It should never have come to this point.
The fifteen-year struggle of a severely injured woman, her husband and her well-meaning parents have been thrust in the national spotlight as a center of intense media focus and national debate.
It happens all the time in hospital rooms across the country – someone becomes so severely injured that they need to be put on life support, and there comes a time to consider whether it would be humane to continue that treatment.
Ms. Schiavo is past this point. She has been lying in bed since 1990, when a chemical imbalance caused her heart to stop for a few minutes, depriving key parts of her brain with needed oxygen to function.
For the last fifteen years, Terri Schiavo’s shell of a body has been withering away in a hospital bed. Her muscles have completely weakened, and most of her brain is deterioriating from the damage it suffered from the lack of oxygen.
Though Ms. Schiavo is able to breathe on her own, she must rely on a feeding tube to survive. Under Florida law, the decision rests with the husband whether to continue life support.
Despite this, Schiavo’s parents have relentlessly opposed the husband’s decision to end life support, instead waging a seven-year legal battle to keep their daughter “alive.”
There must be great sympathy for the parents; no doubt they want every opportunity to keep their daughter in this world, but they have exhausted every legal means to do so, and the daughter they once knew is no more.
The parents can be excused in their grief for wanting to do everything in their power to extend their daughter’s life. Sometimes laws are indeed unfair, and court decisions help to remedy the situation.
Less understandable, however, is the intervention this week by Congress, which passed a bill with the singular purpose of keeping Schiavo alive.
Both liberals and conservatives are troubled by this unprecedented measure, which raises states’ rights issues and seems to violate the Constitutional prohibition against ex post facto laws meant to influence such specific situations.

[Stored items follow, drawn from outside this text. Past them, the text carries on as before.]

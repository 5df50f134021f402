//! Regex hints for schema discovery.

use std::fs;
use std::path::Path;

use regex::{Regex, RegexBuilder};
use serde_json::{Map, Value};
use tracing::{debug, warn};

use crate::error::{DocsiftError, Result};

// Date shapes shared by the effective/maturity hints
const DATE_VALUE: &str =
    r"\d{1,2}[/\-]\d{1,2}[/\-]\d{2,4}|[A-Za-z]{3,9}\s+\d{1,2},\s+\d{4}";

/// Ordered key to pattern-list hints; a pattern's `val` group is the value.
#[derive(Debug, Clone, PartialEq, Eq)]
pub struct Hints {
    entries: Vec<(String, Vec<String>)>,
}

impl Hints {
    pub fn new(entries: Vec<(String, Vec<String>)>) -> Self {
        Self { entries }
    }

    /// Parse a JSON object `{"key": ["pattern", ...]}`, keeping key order.
    pub fn from_json_str(json: &str) -> Result<Self> {
        let map: Map<String, Value> = serde_json::from_str(json)?;
        let mut entries = Vec::with_capacity(map.len());

        for (key, patterns) in map {
            let patterns: Vec<String> = serde_json::from_value(patterns).map_err(|e| {
                DocsiftError::Config(format!("hint {}: expected a list of patterns: {}", key, e))
            })?;
            entries.push((key, patterns));
        }

        Ok(Self { entries })
    }

    pub fn from_file(path: &Path) -> Result<Self> {
        let content = fs::read_to_string(path)?;
        Self::from_json_str(&content)
    }

    /// Hints from `path` when it exists, the built-in loan/lease hints otherwise.
    pub fn load(path: Option<&Path>) -> Result<Self> {
        match path {
            Some(p) if p.exists() => {
                debug!("Loading hints from {}", p.display());
                Self::from_file(p)
            }
            _ => Ok(Self::default()),
        }
    }

    pub fn entries(&self) -> &[(String, Vec<String>)] {
        &self.entries
    }

    /// Compile every pattern case-insensitively, skipping ones that fail.
    pub fn compile(&self) -> Vec<CompiledHint> {
        self.entries
            .iter()
            .map(|(key, patterns)| CompiledHint {
                key: key.clone(),
                patterns: patterns
                    .iter()
                    .filter_map(|p| {
                        match RegexBuilder::new(p).case_insensitive(true).build() {
                            Ok(re) => Some(re),
                            Err(e) => {
                                warn!("Skipping invalid hint pattern for {}: {}", key, e);
                                None
                            }
                        }
                    })
                    .collect(),
            })
            .collect()
    }
}

impl Default for Hints {
    fn default() -> Self {
        let hint = |key: &str, pattern: String| (key.to_string(), vec![pattern]);

        Self::new(vec![
            hint("borrower_name", r"Borrower\s*Name[:\-]\s*(?P<val>.+)".to_string()),
            hint("lender_name", r"Lender\s*Name[:\-]\s*(?P<val>.+)".to_string()),
            hint(
                "loan_number",
                r"(Loan|Account)\s*(No\.?|Number)[:\-]\s*(?P<val>[A-Z0-9\-]+)".to_string(),
            ),
            hint(
                "loan_amount",
                r"(Loan|Principal)\s*Amount[:\-]\s*\$?(?P<val>[\d,]+(?:\.\d{2})?)".to_string(),
            ),
            hint(
                "interest_rate",
                r"(Interest\s*Rate|APR)[:\-]\s*(?P<val>\d+(?:\.\d+)?\s*%?)".to_string(),
            ),
            hint(
                "effective_date",
                format!(r"(Effective|Start)\s*Date[:\-]\s*(?P<val>{})", DATE_VALUE),
            ),
            hint(
                "maturity_date",
                format!(r"(Maturity|End)\s*Date[:\-]\s*(?P<val>{})", DATE_VALUE),
            ),
            hint(
                "payment_frequency",
                r"Payment\s*Frequency[:\-]\s*(?P<val>(Monthly|Quarterly|Bi-Weekly|Weekly|Annual))"
                    .to_string(),
            ),
            hint(
                "monthly_payment",
                r"(Monthly\s*Payment|EMI)[:\-]\s*\$?(?P<val>[\d,]+(?:\.\d{2})?)".to_string(),
            ),
            hint("guarantor_name", r"(Guarantor|Surety)\s*Name[:\-]\s*(?P<val>.+)".to_string()),
            hint("address", r"(Property|Premises)\s*Address[:\-]\s*(?P<val>.+)".to_string()),
        ])
    }
}

/// A hint key with its usable patterns.
#[derive(Debug, Clone)]
pub struct CompiledHint {
    pub key: String,
    pub patterns: Vec<Regex>,
}

#[cfg(test)]
mod tests {
    use super::*;

    #[test]
    fn test_default_hints_compile() {
        let hints = Hints::default();
        let compiled = hints.compile();

        assert_eq!(compiled.len(), 11);
        assert!(compiled.iter().all(|h| h.patterns.len() == 1));
        assert_eq!(compiled[0].key, "borrower_name");
    }

    #[test]
    fn test_from_json_keeps_order() {
        let hints = Hints::from_json_str(
            r#"{"zeta": ["Z: (?P<val>\\w+)"], "alpha": ["A: (?P<val>\\w+)", "Alpha: (.+)"]}"#,
        )
        .unwrap();

        let keys: Vec<_> = hints.entries().iter().map(|(k, _)| k.as_str()).collect();
        assert_eq!(keys, vec!["zeta", "alpha"]);
        assert_eq!(hints.entries()[1].1.len(), 2);
    }

    #[test]
    fn test_invalid_patterns_skipped() {
        let hints = Hints::new(vec![(
            "broken".to_string(),
            vec!["(unclosed".to_string(), "ok: (?P<val>.+)".to_string()],
        )]);
        let compiled = hints.compile();
        assert_eq!(compiled[0].patterns.len(), 1);
    }

    #[test]
    fn test_bad_hint_shape_is_config_error() {
        assert!(matches!(
            Hints::from_json_str(r#"{"key": "not a list"}"#),
            Err(DocsiftError::Config(_))
        ));
    }

    #[test]
    fn test_load_falls_back_to_defaults() {
        let hints = Hints::load(Some(Path::new("/definitely/not/here.json"))).unwrap();
        assert_eq!(hints, Hints::default());
        assert_eq!(Hints::load(None).unwrap(), Hints::default());
    }
}
//! Document pipeline: classify, pick a variant, extract, validate.

use serde::Serialize;
use tracing::{debug, info, warn};

use crate::classify::{classify, ClassificationResult};
use crate::error::{DocsiftError, Result};
use crate::extract::{extract_fields, validate_totals, FieldResults};
use crate::models::config::DocsiftConfig;
use crate::models::rules::{RuleSet, VariantDefinition};

/// What to do when classification finds no variant.
#[derive(Debug, Clone, Default, PartialEq, Eq)]
pub enum NoVariantPolicy {
    /// Fail with [`DocsiftError::NoVariantMatched`].
    #[default]
    Reject,
    /// Extract with the named variant.
    Fallback(String),
}

/// Extraction output for one document.
#[derive(Debug, Clone, PartialEq, Serialize)]
pub struct DocumentExtraction {
    /// Variant whose rules were applied.
    pub variant: String,
    /// Classifier output; its variant id is `None` when a fallback was used.
    pub classification: ClassificationResult,
    pub fields: FieldResults,
    pub processing_time_ms: u64,
}

/// Rule-driven extraction over plain document text.
pub struct DocumentPipeline {
    rules: RuleSet,
    policy: NoVariantPolicy,
    validate_totals: bool,
    min_text_length: usize,
}

impl DocumentPipeline {
    /// Create a pipeline with default settings.
    pub fn new(rules: RuleSet) -> Self {
        Self {
            rules,
            policy: NoVariantPolicy::Reject,
            validate_totals: true,
            min_text_length: 1,
        }
    }

    /// Build a pipeline from configuration, loading its rule set.
    pub fn from_config(config: &DocsiftConfig) -> Result<Self> {
        let rules = RuleSet::load(&config.extraction.rules_path)?;
        let pipeline = Self::new(rules)
            .with_policy(config.no_variant_policy()?)
            .with_totals_validation(config.extraction.validate_totals)
            .with_min_text_length(config.pdf.min_text_length);

        if let NoVariantPolicy::Fallback(id) = &pipeline.policy {
            if pipeline.rules.get(id).is_none() {
                return Err(DocsiftError::UnknownVariant(id.clone()));
            }
        }

        Ok(pipeline)
    }

    /// Set the no-variant policy.
    pub fn with_policy(mut self, policy: NoVariantPolicy) -> Self {
        self.policy = policy;
        self
    }

    /// Set totals validation.
    pub fn with_totals_validation(mut self, validate: bool) -> Self {
        self.validate_totals = validate;
        self
    }

    /// Set the minimum text length for a readable document.
    pub fn with_min_text_length(mut self, min: usize) -> Self {
        self.min_text_length = min;
        self
    }

    pub fn rules(&self) -> &RuleSet {
        &self.rules
    }

    /// Classify text against the rule set.
    pub fn classify(&self, text: &str) -> Result<ClassificationResult> {
        self.ensure_readable(text)?;
        Ok(classify(text, self.rules.variants()))
    }

    /// Classify, resolve the variant per policy, and extract its fields.
    pub fn extract(&self, text: &str) -> Result<DocumentExtraction> {
        let start = Stopwatch::start();
        let classification = self.classify(text)?;

        let variant = match (&classification.variant_id, &self.policy) {
            (Some(id), _) => self.variant(id)?,
            (None, NoVariantPolicy::Fallback(id)) => {
                warn!("No variant matched, falling back to {}", id);
                self.variant(id)?
            }
            (None, NoVariantPolicy::Reject) => {
                return Err(DocsiftError::NoVariantMatched(classification.evidence));
            }
        };

        Ok(self.run(text, variant, classification, start))
    }

    /// Extract with a named variant, skipping classification.
    pub fn extract_with_variant(&self, text: &str, variant_id: &str) -> Result<DocumentExtraction> {
        let start = Stopwatch::start();
        self.ensure_readable(text)?;
        let variant = self.variant(variant_id)?;

        let classification = ClassificationResult {
            variant_id: Some(variant.id.clone()),
            confidence: 1.0,
            score: 0,
            evidence: "variant selected explicitly".to_string(),
        };

        Ok(self.run(text, variant, classification, start))
    }

    /// Convert a PDF and extract it.
    #[cfg(feature = "native")]
    pub fn process_pdf(&self, path: &std::path::Path) -> Result<DocumentExtraction> {
        let content = crate::pdf::pdf_to_text(path)?;
        self.extract(&content.text)
    }

    fn run(
        &self,
        text: &str,
        variant: &VariantDefinition,
        classification: ClassificationResult,
        start: Stopwatch,
    ) -> DocumentExtraction {
        info!(
            "Extracting {} fields with variant {}",
            variant.fields.len(),
            variant.id
        );

        let mut fields = extract_fields(text, &variant.fields);
        if self.validate_totals && !variant.totals.is_empty() {
            fields.validation = Some(validate_totals(&fields, &variant.totals));
        }

        let processing_time_ms = start.elapsed_ms();
        debug!("Document processed in {}ms", processing_time_ms);

        DocumentExtraction {
            variant: variant.id.clone(),
            classification,
            fields,
            processing_time_ms,
        }
    }

    fn variant(&self, id: &str) -> Result<&VariantDefinition> {
        self.rules
            .get(id)
            .ok_or_else(|| DocsiftError::UnknownVariant(id.to_string()))
    }

    fn ensure_readable(&self, text: &str) -> Result<()> {
        let len = text.chars().filter(|c| !c.is_whitespace()).count();
        if len == 0 || len < self.min_text_length {
            return Err(DocsiftError::UnreadableDocument(format!(
                "{} characters of text (minimum {})",
                len,
                self.min_text_length.max(1)
            )));
        }
        Ok(())
    }
}

/// Wall-clock timer; wasm32 has no clock in std, so it reads zero there.
#[derive(Debug, Clone, Copy)]
struct Stopwatch {
    #[cfg(not(target_arch = "wasm32"))]
    started: std::time::Instant,
}

impl Stopwatch {
    fn start() -> Self {
        Self {
            #[cfg(not(target_arch = "wasm32"))]
            started: std::time::Instant::now(),
        }
    }

    #[cfg(not(target_arch = "wasm32"))]
    fn elapsed_ms(&self) -> u64 {
        self.started.elapsed().as_millis() as u64
    }

    #[cfg(target_arch = "wasm32")]
    fn elapsed_ms(&self) -> u64 {
        0
    }
}

#[cfg(test)]
mod tests {
    use super::*;
    use crate::extract::{FieldStrategyConfig, TotalsRule};

    fn rules() -> RuleSet {
        RuleSet::new(vec![
            VariantDefinition::new("lease")
                .with_anchors(["Lease Agreement"])
                .with_field("lessee", FieldStrategyConfig::anchor_window("Lessee", 1))
                .with_field("rent", FieldStrategyConfig::regex([r"Rent:\s*(\S+)"]).unwrap())
                .with_field("fee", FieldStrategyConfig::regex([r"Fee:\s*(\S+)"]).unwrap())
                .with_field("total", FieldStrategyConfig::regex([r"Total:\s*(\S+)"]).unwrap())
                .with_totals(TotalsRule::new("total", ["rent", "fee"])),
            VariantDefinition::new("generic")
                .with_field("kind", FieldStrategyConfig::literal("unknown")),
        ])
        .unwrap()
    }

    const LEASE: &str = "LEASE AGREEMENT\nLessee\nAcme LLC\nRent: $900.00\nFee: $100.00\nTotal: $1,000.00";

    #[test]
    fn test_extract_classified_variant() {
        let extraction = DocumentPipeline::new(rules()).extract(LEASE).unwrap();

        assert_eq!(extraction.variant, "lease");
        assert_eq!(extraction.classification.variant_id.as_deref(), Some("lease"));
        assert_eq!(extraction.fields.value("lessee"), Some("Acme LLC"));
        assert!(extraction.fields.validation.as_ref().unwrap().valid);
    }

    #[test]
    fn test_totals_validation_can_be_disabled() {
        let extraction = DocumentPipeline::new(rules())
            .with_totals_validation(false)
            .extract(LEASE)
            .unwrap();
        assert!(extraction.fields.validation.is_none());
    }

    #[test]
    fn test_reject_when_no_variant() {
        let err = DocumentPipeline::new(rules()).extract("Promissory Note").unwrap_err();
        assert!(matches!(err, DocsiftError::NoVariantMatched(ev) if ev == "no anchors matched"));
    }

    #[test]
    fn test_fallback_when_no_variant() {
        let extraction = DocumentPipeline::new(rules())
            .with_policy(NoVariantPolicy::Fallback("generic".to_string()))
            .extract("Promissory Note")
            .unwrap();

        assert_eq!(extraction.variant, "generic");
        assert_eq!(extraction.classification.variant_id, None);
        assert_eq!(extraction.fields.value("kind"), Some("unknown"));
    }

    #[test]
    fn test_fallback_to_unknown_variant() {
        let err = DocumentPipeline::new(rules())
            .with_policy(NoVariantPolicy::Fallback("missing".to_string()))
            .extract("Promissory Note")
            .unwrap_err();
        assert!(matches!(err, DocsiftError::UnknownVariant(id) if id == "missing"));
    }

    #[test]
    fn test_empty_text_is_unreadable_not_unmatched() {
        let pipeline = DocumentPipeline::new(rules())
            .with_policy(NoVariantPolicy::Fallback("generic".to_string()));

        for text in ["", "   \n\t  "] {
            assert!(matches!(pipeline.classify(text), Err(DocsiftError::UnreadableDocument(_))));
            assert!(matches!(pipeline.extract(text), Err(DocsiftError::UnreadableDocument(_))));
        }
    }

    #[test]
    fn test_min_text_length() {
        let pipeline = DocumentPipeline::new(rules()).with_min_text_length(100);
        assert!(matches!(pipeline.extract(LEASE), Err(DocsiftError::UnreadableDocument(_))));
    }

    #[test]
    fn test_stopwatch_reports_elapsed_millis() {
        let watch = Stopwatch::start();
        std::thread::sleep(std::time::Duration::from_millis(5));
        assert!(watch.elapsed_ms() >= 5);
    }

    #[test]
    fn test_extract_with_explicit_variant() {
        let extraction = DocumentPipeline::new(rules())
            .extract_with_variant(LEASE, "generic")
            .unwrap();
        assert_eq!(extraction.variant, "generic");
        assert_eq!(extraction.fields.names().collect::<Vec<_>>(), vec!["kind"]);
    }
}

Instead of prolonging the Schiavos’ suffering by passing ad hoc laws, we should find it within ourselves to have enough respect to let the situation come to its own logical conclusion silently, and with deep regard for everyone affected by the decision – including the husband.
By making the Schiavo case a partisan issue, Republicans have sought to turn this into a cut-and-dry case, with House Majority Leader Tom DeLay (R-Tx.) having accused Mr. Schiavo of, among other things, “abuse and neglect.”
Such elevated rhetoric is unnecessary and only heightens ill will where feelings are already strong on both sides.
This is already a painful ordeal for the family members involved. Opportunistic politicians and the media noise machine should stop fanning the flames.